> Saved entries

++++++++++

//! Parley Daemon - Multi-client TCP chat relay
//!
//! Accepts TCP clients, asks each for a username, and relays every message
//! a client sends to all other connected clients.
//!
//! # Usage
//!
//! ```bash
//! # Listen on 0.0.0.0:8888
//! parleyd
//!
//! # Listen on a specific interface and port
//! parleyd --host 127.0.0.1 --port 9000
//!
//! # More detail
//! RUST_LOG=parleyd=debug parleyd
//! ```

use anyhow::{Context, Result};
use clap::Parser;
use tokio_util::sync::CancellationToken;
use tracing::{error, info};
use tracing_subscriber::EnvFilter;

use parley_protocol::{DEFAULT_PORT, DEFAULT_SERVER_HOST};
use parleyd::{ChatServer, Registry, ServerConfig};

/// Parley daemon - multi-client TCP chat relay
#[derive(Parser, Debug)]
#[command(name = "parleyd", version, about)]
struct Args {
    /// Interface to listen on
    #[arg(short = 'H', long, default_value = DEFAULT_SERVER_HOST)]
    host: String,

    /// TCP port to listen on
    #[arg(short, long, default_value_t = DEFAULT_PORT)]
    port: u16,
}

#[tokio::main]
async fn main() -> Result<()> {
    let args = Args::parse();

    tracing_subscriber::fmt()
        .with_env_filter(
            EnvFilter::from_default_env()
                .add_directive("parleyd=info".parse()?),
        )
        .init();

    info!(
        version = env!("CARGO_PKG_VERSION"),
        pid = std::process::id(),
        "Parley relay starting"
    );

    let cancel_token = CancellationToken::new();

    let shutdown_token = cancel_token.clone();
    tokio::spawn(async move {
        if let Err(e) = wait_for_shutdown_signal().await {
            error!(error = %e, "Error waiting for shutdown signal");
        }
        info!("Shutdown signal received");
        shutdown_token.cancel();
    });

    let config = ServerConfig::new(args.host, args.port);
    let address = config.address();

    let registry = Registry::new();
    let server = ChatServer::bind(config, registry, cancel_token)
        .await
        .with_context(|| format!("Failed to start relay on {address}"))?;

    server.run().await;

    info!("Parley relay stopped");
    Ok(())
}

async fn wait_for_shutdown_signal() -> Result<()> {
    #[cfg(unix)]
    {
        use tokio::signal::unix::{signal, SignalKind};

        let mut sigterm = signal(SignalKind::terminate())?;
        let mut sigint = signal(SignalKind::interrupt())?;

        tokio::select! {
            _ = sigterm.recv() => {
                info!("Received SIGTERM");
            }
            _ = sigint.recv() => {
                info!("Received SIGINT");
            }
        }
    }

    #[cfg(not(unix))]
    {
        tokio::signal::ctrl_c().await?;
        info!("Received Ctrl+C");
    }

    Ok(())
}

++++++++++

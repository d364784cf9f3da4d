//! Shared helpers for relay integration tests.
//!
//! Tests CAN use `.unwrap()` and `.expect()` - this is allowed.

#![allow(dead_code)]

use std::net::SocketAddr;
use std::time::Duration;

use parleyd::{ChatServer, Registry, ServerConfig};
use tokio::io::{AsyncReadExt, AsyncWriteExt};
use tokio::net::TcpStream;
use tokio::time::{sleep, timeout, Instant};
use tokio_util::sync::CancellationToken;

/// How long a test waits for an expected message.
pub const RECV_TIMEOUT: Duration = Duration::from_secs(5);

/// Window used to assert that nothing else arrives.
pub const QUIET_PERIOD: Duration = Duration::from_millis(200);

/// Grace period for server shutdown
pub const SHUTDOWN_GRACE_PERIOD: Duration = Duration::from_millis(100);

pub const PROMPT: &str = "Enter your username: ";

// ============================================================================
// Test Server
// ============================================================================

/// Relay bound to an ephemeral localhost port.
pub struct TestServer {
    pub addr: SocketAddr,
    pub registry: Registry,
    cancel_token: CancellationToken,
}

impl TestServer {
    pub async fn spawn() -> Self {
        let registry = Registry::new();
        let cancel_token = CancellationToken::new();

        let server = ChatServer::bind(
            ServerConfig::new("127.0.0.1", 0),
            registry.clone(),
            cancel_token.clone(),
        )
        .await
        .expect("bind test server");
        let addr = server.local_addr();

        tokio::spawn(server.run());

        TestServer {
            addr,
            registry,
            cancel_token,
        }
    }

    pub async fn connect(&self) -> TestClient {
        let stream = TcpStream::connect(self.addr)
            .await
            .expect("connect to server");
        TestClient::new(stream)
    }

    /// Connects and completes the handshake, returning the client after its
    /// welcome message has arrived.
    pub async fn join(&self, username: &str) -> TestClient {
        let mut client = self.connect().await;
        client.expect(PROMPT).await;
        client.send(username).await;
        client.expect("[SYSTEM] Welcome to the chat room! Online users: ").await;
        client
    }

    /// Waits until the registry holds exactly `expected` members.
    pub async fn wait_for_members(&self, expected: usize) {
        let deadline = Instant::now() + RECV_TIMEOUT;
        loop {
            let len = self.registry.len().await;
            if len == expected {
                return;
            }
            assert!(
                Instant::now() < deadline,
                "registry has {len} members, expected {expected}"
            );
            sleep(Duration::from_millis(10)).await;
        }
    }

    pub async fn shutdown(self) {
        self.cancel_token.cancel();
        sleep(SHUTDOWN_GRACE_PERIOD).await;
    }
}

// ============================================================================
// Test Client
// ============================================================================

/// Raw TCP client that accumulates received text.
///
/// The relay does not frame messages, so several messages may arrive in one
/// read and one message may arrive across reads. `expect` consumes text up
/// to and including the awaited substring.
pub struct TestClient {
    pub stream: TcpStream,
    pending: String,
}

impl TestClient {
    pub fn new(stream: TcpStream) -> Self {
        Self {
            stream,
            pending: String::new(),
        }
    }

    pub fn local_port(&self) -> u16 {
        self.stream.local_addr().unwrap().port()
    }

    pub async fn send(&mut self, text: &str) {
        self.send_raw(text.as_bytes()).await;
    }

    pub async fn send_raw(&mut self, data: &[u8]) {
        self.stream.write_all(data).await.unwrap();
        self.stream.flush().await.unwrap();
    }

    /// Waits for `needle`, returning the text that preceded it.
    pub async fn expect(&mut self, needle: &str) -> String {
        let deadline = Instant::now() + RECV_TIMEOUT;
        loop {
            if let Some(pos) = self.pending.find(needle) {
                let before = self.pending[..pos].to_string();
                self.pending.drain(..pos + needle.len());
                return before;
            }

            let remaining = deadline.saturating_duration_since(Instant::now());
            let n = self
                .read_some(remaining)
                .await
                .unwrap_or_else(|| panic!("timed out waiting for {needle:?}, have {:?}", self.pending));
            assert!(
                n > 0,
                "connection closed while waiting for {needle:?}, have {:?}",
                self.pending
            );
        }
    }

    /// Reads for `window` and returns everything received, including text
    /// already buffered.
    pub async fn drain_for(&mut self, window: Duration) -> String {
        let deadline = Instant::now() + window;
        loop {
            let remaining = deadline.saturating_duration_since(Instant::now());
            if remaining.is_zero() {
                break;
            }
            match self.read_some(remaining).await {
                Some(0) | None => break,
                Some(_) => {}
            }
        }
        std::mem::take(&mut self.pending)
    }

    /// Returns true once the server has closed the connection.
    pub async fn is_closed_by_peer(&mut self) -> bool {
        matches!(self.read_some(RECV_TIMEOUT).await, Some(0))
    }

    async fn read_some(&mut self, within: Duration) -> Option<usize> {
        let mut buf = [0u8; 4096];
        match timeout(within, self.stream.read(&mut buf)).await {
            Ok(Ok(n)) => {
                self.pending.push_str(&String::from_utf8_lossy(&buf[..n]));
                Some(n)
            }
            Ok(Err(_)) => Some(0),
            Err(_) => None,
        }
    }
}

++++++++++

> PROBLEM
Where a line in the records above includes the string "ChatServer", show it.

> RESPONSE AREA
use parleyd::{ChatServer, Registry, ServerConfig};
    let server = ChatServer::bind(config, registry, cancel_token)
use parleyd::{ChatServer, Registry, ServerConfig};
        let server = ChatServer::bind(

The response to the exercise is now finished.